BEGIN RECORDS FOR PROCESSING

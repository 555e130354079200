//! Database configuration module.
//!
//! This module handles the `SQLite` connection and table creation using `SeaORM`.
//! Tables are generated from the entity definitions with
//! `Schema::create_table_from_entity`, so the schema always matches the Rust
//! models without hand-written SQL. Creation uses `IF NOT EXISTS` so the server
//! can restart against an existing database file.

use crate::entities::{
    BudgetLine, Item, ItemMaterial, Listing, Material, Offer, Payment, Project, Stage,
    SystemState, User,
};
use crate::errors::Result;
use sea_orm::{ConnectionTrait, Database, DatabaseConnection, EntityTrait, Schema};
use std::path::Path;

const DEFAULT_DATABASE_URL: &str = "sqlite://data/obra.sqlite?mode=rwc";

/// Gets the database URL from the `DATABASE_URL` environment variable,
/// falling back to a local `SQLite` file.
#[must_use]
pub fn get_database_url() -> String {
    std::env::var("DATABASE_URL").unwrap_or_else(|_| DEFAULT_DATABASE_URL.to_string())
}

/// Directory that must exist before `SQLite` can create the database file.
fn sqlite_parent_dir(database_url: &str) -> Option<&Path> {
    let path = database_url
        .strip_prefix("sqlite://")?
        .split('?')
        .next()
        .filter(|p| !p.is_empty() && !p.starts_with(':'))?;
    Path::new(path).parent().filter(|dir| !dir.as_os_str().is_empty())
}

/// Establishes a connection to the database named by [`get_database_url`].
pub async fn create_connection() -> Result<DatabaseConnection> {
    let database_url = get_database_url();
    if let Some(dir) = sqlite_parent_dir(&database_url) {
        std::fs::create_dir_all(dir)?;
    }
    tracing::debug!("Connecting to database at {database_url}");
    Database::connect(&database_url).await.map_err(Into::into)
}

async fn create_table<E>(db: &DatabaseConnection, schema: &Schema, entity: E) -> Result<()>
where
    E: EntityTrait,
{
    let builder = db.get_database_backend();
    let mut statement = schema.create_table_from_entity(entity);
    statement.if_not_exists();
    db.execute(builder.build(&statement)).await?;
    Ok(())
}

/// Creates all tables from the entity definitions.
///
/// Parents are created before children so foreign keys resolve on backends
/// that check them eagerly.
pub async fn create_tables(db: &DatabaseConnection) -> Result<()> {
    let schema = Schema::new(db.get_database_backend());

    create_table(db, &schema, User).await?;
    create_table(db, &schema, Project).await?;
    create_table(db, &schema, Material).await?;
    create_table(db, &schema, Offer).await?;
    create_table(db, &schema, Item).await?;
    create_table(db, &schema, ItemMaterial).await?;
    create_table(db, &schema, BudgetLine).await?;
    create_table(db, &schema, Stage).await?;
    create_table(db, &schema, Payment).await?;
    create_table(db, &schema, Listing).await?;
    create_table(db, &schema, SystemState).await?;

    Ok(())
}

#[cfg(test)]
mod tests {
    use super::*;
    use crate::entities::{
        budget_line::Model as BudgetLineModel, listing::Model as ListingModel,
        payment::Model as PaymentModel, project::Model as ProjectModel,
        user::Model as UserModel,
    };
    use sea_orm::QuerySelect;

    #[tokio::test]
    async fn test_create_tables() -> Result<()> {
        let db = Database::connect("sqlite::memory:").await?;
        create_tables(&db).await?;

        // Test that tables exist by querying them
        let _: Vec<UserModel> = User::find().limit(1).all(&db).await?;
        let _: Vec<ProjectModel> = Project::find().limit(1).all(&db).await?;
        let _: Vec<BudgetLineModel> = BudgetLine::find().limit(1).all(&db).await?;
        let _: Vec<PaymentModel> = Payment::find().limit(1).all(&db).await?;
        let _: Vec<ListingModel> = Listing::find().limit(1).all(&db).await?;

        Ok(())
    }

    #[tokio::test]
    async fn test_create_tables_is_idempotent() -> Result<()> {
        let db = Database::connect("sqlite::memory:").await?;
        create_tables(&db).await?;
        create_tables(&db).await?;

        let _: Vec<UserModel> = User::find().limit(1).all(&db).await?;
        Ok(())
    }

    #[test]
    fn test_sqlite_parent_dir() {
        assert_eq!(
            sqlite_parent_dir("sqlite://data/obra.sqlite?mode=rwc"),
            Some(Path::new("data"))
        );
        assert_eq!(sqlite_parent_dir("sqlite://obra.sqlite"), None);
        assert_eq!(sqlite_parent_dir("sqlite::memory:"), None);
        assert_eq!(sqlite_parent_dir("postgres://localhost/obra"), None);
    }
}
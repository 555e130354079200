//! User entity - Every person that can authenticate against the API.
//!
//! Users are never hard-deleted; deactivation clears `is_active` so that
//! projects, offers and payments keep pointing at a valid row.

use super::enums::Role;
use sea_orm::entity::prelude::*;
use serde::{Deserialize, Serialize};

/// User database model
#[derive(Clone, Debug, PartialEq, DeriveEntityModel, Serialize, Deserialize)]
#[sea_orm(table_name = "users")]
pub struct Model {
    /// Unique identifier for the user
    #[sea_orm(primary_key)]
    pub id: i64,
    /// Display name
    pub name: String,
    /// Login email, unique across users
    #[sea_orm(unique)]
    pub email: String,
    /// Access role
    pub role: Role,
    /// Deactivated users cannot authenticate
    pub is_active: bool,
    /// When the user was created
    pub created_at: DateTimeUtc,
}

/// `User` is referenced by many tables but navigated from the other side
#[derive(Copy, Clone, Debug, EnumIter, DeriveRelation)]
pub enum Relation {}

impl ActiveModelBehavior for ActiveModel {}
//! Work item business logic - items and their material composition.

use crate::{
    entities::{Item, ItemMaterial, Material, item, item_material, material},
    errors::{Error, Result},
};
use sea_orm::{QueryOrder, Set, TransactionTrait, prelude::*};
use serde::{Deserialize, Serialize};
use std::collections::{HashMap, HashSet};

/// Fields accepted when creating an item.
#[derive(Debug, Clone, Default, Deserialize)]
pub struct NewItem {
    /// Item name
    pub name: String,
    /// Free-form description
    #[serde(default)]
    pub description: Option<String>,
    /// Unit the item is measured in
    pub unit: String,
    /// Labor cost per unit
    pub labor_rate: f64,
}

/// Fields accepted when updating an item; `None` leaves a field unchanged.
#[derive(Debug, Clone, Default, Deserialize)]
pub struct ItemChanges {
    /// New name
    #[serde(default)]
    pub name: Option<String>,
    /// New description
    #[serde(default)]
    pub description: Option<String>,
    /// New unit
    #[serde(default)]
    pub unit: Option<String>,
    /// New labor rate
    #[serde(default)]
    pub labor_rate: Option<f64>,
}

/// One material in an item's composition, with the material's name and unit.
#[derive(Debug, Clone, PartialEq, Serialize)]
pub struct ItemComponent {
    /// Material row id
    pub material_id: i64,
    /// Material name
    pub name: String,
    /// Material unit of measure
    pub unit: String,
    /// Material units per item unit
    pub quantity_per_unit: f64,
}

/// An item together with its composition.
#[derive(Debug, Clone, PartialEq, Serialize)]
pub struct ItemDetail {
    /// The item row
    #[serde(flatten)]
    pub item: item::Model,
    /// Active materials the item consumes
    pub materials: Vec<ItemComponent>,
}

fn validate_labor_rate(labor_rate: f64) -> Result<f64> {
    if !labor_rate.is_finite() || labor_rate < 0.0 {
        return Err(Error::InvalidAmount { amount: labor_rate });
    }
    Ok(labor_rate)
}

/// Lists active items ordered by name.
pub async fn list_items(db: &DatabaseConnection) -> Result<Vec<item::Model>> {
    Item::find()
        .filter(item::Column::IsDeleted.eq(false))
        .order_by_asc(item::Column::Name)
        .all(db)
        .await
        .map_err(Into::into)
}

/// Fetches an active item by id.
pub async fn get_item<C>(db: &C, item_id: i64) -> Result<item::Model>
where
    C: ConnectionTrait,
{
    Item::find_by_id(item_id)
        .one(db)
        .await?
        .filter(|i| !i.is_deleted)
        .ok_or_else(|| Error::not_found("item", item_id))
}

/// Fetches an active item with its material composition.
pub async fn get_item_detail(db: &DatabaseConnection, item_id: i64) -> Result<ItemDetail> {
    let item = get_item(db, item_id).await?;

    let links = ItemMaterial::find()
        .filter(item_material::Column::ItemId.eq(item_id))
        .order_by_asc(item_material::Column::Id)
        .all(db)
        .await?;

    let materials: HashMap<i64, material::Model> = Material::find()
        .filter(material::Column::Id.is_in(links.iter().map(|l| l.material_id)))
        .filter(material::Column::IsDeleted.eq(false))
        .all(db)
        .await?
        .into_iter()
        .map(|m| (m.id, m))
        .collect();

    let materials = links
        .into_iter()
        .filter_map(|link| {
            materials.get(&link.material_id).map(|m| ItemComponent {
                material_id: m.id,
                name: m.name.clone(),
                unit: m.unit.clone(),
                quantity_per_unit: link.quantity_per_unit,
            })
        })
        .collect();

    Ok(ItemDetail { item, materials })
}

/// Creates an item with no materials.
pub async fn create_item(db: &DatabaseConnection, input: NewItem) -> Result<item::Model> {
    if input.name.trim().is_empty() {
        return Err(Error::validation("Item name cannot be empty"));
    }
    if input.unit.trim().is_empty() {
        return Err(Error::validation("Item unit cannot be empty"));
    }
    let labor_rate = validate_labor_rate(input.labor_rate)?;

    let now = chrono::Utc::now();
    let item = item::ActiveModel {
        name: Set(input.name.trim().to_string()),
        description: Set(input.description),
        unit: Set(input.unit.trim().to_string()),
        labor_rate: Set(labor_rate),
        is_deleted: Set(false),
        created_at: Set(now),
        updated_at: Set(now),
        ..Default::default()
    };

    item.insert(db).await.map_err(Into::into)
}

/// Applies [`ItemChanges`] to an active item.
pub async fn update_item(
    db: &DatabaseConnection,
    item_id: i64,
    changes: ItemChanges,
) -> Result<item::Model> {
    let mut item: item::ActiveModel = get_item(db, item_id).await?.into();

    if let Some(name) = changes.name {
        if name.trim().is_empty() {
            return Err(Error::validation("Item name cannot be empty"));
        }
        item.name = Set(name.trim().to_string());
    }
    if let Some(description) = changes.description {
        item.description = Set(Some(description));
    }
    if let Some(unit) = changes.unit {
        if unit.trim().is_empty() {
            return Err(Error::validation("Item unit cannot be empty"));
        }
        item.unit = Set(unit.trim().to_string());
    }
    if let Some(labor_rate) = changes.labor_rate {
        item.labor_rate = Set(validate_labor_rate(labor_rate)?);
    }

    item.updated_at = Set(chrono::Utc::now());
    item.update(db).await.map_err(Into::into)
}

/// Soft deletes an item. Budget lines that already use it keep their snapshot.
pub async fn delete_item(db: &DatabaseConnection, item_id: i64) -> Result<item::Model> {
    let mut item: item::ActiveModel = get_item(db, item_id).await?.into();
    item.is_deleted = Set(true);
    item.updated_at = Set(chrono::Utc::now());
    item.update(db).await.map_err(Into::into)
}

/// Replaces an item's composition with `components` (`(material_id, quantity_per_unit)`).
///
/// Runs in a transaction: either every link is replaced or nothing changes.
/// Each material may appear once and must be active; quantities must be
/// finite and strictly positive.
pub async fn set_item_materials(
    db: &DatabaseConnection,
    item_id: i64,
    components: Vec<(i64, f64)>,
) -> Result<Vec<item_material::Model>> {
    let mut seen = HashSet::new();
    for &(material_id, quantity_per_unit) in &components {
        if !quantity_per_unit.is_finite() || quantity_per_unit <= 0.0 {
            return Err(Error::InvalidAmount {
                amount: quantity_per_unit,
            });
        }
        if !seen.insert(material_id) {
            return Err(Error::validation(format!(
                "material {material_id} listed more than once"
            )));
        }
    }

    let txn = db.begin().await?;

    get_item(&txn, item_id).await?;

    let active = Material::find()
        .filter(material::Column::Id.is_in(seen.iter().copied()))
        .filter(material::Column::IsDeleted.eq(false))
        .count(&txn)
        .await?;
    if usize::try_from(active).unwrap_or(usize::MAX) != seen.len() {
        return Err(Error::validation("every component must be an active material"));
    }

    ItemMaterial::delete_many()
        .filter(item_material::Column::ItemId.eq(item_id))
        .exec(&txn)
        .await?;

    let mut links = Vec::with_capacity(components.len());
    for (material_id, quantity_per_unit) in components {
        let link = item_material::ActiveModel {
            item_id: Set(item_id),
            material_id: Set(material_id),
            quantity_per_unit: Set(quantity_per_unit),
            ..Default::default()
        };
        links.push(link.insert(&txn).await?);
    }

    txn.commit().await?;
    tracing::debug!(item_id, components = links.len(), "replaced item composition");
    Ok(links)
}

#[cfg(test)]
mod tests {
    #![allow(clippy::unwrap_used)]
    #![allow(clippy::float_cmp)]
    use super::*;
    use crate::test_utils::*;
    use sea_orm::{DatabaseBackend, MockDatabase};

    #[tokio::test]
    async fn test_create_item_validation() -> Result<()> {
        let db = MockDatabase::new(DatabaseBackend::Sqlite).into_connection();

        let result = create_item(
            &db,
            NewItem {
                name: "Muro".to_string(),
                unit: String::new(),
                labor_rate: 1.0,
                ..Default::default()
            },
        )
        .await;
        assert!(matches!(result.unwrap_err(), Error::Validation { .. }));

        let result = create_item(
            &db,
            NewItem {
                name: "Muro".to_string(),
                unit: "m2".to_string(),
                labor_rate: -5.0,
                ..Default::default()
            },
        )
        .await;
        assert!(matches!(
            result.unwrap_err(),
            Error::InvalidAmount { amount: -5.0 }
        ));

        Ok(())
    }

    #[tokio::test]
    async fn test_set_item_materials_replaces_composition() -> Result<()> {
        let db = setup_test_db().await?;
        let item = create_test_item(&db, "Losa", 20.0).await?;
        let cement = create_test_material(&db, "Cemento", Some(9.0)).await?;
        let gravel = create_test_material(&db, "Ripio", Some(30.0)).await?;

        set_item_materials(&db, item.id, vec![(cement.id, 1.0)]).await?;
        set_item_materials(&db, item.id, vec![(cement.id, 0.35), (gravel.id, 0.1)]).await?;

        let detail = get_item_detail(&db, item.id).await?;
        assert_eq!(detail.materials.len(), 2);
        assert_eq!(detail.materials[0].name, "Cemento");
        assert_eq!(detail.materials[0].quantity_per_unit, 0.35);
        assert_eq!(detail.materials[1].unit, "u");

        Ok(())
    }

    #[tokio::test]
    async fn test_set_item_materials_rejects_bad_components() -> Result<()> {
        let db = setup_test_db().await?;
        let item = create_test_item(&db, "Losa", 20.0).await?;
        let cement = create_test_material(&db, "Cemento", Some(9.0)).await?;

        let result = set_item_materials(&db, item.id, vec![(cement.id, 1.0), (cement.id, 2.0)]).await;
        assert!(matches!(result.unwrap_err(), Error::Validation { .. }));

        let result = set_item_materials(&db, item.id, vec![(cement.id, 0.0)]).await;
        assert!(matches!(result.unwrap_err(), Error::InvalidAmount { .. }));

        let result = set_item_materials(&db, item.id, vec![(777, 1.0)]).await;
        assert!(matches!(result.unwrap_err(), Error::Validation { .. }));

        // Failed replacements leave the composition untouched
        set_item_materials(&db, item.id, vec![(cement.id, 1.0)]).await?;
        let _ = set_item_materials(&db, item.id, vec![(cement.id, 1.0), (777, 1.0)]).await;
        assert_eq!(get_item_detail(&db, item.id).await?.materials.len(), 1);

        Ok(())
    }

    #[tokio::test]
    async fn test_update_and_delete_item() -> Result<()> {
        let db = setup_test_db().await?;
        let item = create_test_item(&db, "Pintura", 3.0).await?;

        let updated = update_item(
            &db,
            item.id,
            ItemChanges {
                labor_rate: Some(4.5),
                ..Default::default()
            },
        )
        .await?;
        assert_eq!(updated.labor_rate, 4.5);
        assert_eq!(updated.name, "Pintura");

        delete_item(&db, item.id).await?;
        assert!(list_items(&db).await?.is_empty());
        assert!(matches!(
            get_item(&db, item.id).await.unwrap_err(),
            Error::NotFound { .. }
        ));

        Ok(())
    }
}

END RECORDS FOR PROCESSING

PROMPT:
Counting every line of the records above that has the word "links", state the total and give nothing besides it.

EXPECTED ANSWER:
7